- PROBLEM REQUIREMENTS
Every line of the entries below that includes "NeuronType" belongs in the answer, copied as written.
═══ MATERIAL PROVIDED ═══
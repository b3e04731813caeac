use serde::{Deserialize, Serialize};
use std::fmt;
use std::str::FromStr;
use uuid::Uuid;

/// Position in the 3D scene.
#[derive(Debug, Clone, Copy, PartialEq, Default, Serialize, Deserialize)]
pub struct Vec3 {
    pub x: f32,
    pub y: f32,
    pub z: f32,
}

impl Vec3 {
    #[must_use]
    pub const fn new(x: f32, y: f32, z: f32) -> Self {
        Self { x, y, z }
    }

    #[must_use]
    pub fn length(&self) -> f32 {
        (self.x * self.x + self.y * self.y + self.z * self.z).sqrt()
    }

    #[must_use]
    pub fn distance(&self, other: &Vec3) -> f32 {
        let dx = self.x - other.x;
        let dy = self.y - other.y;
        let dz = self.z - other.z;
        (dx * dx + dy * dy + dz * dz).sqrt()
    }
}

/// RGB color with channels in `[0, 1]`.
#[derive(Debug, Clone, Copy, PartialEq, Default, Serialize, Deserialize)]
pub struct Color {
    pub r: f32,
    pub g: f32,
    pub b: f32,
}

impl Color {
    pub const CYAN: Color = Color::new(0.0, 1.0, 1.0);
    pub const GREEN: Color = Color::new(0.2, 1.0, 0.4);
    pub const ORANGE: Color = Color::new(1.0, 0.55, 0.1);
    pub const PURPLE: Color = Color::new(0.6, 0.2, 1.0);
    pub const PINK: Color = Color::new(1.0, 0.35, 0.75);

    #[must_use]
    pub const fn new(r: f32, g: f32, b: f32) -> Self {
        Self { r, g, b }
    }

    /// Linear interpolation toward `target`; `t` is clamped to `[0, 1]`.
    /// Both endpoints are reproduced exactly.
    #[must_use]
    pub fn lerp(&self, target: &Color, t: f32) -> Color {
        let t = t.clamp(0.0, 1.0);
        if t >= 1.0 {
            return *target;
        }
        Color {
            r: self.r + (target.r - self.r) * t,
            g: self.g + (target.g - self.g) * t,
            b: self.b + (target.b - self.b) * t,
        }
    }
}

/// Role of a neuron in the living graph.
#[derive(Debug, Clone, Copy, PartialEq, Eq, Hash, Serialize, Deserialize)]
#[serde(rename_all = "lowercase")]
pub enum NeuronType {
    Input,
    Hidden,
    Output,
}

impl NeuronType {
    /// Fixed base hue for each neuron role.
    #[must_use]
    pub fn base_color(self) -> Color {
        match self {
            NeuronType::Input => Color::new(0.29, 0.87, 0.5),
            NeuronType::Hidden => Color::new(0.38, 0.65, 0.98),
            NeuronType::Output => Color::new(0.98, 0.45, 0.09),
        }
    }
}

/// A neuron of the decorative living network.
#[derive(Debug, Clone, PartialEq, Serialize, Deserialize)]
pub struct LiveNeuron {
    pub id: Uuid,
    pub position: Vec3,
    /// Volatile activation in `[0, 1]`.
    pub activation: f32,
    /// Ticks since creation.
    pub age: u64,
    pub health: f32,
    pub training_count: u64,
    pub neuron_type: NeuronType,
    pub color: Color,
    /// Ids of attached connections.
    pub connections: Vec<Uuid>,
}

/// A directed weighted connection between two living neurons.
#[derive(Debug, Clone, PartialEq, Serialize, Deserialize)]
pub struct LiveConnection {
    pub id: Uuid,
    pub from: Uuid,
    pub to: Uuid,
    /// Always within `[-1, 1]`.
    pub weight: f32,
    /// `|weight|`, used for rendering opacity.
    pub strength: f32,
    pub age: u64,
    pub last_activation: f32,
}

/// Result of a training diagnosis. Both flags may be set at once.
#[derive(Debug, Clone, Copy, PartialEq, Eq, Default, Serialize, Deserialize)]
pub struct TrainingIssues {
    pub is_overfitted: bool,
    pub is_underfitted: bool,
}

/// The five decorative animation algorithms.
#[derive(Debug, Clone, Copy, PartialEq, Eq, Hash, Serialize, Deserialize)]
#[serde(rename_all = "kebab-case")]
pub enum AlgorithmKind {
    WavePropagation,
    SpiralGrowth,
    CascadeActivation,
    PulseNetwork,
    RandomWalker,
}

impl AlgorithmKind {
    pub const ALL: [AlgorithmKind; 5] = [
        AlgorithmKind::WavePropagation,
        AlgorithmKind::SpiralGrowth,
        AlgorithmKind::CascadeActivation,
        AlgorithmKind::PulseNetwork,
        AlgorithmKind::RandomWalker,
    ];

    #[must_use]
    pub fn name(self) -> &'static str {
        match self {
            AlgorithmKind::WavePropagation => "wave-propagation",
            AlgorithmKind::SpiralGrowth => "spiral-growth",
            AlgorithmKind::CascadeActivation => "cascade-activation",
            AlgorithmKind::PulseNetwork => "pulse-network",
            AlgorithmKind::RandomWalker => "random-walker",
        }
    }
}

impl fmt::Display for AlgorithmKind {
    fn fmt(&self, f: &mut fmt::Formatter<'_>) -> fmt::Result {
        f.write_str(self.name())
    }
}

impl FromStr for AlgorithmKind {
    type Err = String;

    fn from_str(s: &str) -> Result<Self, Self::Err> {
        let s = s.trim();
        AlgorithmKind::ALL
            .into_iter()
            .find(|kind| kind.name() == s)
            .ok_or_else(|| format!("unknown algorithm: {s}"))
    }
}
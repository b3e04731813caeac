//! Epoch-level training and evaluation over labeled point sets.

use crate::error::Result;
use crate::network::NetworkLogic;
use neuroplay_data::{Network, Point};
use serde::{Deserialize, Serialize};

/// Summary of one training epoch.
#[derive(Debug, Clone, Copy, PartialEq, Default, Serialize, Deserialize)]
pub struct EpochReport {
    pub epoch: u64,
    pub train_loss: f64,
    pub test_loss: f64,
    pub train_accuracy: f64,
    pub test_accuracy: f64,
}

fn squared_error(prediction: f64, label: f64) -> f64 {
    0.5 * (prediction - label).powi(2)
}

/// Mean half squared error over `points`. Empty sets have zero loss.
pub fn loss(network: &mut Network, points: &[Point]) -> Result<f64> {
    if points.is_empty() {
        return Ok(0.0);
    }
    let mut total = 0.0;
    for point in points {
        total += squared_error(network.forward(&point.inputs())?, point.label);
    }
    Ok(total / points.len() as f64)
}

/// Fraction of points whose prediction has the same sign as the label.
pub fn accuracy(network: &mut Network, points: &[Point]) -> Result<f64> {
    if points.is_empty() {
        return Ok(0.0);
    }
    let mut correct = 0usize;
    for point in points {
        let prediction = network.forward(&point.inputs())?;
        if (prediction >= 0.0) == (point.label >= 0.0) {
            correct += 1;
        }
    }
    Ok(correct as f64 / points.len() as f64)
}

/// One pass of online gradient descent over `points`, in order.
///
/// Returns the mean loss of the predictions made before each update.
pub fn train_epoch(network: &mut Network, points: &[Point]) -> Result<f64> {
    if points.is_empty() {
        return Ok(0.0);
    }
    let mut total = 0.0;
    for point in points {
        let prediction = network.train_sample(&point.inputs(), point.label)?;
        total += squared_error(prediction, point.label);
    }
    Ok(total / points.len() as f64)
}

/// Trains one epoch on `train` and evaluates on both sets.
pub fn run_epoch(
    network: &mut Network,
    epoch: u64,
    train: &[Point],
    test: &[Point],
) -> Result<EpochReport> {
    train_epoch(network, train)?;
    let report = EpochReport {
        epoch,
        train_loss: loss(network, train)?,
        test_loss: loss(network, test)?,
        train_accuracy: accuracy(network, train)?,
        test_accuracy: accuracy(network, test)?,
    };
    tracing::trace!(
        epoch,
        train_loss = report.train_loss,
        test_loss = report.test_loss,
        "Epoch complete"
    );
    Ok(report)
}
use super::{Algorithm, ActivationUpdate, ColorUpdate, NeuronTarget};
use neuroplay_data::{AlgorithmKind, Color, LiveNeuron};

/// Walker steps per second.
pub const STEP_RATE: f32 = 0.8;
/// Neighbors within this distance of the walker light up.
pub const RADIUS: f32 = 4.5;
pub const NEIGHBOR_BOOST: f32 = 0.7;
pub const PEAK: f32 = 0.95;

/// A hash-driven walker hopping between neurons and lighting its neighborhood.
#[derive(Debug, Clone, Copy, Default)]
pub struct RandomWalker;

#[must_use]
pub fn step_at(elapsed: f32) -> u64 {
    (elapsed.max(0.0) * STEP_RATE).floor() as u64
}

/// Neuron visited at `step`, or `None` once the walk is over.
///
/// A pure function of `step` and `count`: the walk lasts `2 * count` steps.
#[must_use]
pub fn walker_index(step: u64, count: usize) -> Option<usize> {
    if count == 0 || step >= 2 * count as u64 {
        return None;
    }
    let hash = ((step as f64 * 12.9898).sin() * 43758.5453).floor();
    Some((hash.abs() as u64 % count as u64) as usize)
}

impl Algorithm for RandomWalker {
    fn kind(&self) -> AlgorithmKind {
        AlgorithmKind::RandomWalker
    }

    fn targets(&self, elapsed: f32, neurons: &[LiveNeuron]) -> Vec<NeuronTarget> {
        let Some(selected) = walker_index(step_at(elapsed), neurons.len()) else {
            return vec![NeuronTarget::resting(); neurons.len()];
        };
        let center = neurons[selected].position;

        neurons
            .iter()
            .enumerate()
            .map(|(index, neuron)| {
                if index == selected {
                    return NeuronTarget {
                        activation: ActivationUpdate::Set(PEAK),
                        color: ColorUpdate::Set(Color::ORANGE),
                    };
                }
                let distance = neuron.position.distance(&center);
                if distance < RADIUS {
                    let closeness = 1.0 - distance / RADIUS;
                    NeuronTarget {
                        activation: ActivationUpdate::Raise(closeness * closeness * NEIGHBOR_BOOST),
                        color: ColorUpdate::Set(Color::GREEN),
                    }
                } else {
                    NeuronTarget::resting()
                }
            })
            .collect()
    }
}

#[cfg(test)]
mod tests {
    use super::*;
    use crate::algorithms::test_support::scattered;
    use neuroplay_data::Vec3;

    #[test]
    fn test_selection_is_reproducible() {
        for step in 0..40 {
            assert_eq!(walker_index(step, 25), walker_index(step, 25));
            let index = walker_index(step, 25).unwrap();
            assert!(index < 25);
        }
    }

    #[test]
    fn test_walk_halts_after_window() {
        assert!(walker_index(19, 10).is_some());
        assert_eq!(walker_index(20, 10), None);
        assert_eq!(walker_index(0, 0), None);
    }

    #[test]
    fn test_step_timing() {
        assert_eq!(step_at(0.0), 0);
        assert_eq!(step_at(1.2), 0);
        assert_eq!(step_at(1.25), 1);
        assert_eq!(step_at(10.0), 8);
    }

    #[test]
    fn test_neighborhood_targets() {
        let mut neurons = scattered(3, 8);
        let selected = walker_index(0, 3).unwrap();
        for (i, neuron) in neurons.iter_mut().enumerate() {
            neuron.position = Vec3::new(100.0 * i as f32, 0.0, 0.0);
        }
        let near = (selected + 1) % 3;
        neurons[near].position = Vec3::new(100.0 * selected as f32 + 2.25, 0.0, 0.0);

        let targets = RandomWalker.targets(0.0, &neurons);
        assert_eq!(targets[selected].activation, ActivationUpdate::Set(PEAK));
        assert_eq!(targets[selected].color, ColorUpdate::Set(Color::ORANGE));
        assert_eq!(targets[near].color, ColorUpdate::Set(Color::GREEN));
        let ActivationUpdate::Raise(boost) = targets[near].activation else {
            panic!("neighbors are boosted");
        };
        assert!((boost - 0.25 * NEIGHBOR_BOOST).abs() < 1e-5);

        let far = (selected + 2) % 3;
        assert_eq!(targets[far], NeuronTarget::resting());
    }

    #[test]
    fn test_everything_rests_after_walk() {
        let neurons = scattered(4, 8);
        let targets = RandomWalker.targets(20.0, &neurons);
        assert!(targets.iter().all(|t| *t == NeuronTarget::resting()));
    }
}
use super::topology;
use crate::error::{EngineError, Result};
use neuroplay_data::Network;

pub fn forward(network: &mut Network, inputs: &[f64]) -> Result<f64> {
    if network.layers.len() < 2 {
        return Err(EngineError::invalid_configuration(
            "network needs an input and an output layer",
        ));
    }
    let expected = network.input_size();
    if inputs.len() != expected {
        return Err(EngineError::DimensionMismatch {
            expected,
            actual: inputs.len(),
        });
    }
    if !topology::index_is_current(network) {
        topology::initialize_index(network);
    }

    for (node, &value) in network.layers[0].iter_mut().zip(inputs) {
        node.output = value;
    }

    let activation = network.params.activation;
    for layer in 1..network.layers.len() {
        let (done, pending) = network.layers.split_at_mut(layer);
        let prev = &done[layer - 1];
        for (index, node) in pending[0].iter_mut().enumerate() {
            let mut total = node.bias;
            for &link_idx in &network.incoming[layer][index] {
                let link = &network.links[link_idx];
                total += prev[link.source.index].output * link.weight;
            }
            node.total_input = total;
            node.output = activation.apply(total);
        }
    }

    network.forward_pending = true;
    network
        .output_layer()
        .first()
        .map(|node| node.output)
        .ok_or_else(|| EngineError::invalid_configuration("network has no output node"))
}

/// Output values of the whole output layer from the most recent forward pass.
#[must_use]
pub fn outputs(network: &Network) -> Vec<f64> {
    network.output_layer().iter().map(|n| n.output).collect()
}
═══
- WRITTEN SOLUTION
pub enum NeuronType {
impl NeuronType {
            NeuronType::Input => Color::new(0.29, 0.87, 0.5),
            NeuronType::Hidden => Color::new(0.38, 0.65, 0.98),
            NeuronType::Output => Color::new(0.98, 0.45, 0.09),
    pub neuron_type: NeuronType,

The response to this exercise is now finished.